• Work instruction
Each line below from the one containing "was forked from." through the one containing "commit store is" should be output exactly as it stands, and no other line should appear.

(Records drawn from a dataset)

● ● ● ●

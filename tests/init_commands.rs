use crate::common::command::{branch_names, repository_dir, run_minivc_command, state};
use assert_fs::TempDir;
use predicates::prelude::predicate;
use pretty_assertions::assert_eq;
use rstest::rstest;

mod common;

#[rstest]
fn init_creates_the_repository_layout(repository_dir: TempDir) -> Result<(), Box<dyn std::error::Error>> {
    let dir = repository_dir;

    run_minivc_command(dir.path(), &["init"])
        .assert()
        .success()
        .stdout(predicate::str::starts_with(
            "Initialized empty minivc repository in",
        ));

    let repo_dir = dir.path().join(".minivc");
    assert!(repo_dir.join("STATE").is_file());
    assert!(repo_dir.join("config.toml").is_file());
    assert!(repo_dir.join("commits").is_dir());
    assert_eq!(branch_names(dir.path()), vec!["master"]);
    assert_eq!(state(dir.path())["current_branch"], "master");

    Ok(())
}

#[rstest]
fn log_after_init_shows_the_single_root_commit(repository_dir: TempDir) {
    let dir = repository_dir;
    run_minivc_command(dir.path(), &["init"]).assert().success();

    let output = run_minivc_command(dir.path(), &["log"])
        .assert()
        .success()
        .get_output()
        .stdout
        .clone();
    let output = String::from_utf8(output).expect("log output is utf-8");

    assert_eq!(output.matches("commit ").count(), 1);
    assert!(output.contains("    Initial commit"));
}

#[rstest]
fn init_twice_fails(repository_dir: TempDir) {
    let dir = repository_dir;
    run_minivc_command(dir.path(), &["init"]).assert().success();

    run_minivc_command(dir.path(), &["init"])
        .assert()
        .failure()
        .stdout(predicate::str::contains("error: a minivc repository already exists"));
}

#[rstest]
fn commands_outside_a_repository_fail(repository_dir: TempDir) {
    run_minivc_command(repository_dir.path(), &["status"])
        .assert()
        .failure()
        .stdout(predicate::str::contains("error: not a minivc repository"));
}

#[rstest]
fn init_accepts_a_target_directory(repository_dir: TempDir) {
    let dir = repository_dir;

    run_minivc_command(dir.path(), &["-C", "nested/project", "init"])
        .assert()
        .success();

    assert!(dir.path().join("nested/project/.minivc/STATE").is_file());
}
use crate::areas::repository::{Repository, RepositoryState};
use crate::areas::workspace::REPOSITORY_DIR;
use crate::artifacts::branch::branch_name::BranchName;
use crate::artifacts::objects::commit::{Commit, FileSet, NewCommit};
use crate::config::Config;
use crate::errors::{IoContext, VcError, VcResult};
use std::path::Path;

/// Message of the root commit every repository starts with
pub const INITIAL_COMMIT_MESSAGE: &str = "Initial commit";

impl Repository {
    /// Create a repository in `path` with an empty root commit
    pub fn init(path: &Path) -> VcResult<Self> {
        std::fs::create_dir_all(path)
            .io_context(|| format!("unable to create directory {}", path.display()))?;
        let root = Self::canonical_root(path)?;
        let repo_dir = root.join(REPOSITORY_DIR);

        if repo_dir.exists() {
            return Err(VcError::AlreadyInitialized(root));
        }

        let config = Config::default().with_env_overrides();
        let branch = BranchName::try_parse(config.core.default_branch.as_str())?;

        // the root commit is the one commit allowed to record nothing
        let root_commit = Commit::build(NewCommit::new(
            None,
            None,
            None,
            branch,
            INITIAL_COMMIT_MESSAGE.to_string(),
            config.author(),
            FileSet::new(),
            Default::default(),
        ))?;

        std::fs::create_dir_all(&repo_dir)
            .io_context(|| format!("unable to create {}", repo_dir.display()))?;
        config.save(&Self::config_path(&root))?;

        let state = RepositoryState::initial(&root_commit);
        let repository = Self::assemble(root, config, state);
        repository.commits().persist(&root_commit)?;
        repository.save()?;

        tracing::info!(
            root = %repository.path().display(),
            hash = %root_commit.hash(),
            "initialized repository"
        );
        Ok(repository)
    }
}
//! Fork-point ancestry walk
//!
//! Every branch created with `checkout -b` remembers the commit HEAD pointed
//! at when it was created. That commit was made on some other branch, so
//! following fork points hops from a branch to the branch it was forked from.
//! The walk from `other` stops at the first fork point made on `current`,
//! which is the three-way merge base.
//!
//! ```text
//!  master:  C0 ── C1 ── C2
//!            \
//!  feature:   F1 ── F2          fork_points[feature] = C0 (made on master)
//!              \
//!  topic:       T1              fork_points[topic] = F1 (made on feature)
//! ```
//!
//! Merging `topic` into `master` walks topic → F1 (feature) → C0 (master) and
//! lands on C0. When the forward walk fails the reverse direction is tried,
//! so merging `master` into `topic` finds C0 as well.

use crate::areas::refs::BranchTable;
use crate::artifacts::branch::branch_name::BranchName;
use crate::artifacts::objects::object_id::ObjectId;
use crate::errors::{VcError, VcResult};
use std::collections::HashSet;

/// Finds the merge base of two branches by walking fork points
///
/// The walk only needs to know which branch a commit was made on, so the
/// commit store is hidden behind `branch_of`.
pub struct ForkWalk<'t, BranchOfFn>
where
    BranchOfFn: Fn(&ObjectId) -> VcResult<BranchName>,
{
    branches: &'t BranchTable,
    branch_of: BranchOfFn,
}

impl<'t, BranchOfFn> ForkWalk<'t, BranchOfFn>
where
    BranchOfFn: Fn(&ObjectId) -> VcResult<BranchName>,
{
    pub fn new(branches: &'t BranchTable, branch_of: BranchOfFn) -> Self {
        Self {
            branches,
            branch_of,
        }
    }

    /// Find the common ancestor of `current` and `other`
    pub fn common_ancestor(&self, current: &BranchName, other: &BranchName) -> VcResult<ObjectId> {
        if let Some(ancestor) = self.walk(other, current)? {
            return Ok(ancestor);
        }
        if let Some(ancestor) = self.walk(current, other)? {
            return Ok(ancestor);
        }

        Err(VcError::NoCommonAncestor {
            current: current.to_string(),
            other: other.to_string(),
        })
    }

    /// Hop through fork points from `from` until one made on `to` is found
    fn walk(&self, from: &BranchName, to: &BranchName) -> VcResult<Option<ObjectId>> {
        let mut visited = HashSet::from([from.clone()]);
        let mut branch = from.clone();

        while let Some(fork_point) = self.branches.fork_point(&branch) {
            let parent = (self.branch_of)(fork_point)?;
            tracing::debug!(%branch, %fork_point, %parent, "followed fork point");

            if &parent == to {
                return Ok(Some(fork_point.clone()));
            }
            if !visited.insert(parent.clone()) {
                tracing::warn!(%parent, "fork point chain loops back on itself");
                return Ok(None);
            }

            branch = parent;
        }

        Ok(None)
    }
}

● ● ● ●

• Solution for this problem
//! following fork points hops from a branch to the branch it was forked from.
//! The walk from `other` stops at the first fork point made on `current`,
//! which is the three-way merge base.
//!
//! ```text
//!  master:  C0 ── C1 ── C2
//!            \
//!  feature:   F1 ── F2          fork_points[feature] = C0 (made on master)
//!              \
//!  topic:       T1              fork_points[topic] = F1 (made on feature)
//! ```
//!
//! Merging `topic` into `master` walks topic → F1 (feature) → C0 (master) and
//! lands on C0. When the forward walk fails the reverse direction is tried,
//! so merging `master` into `topic` finds C0 as well.

use crate::areas::refs::BranchTable;
use crate::artifacts::branch::branch_name::BranchName;
use crate::artifacts::objects::object_id::ObjectId;
use crate::errors::{VcError, VcResult};
use std::collections::HashSet;

/// Finds the merge base of two branches by walking fork points
///
/// The walk only needs to know which branch a commit was made on, so the
/// commit store is hidden behind `branch_of`.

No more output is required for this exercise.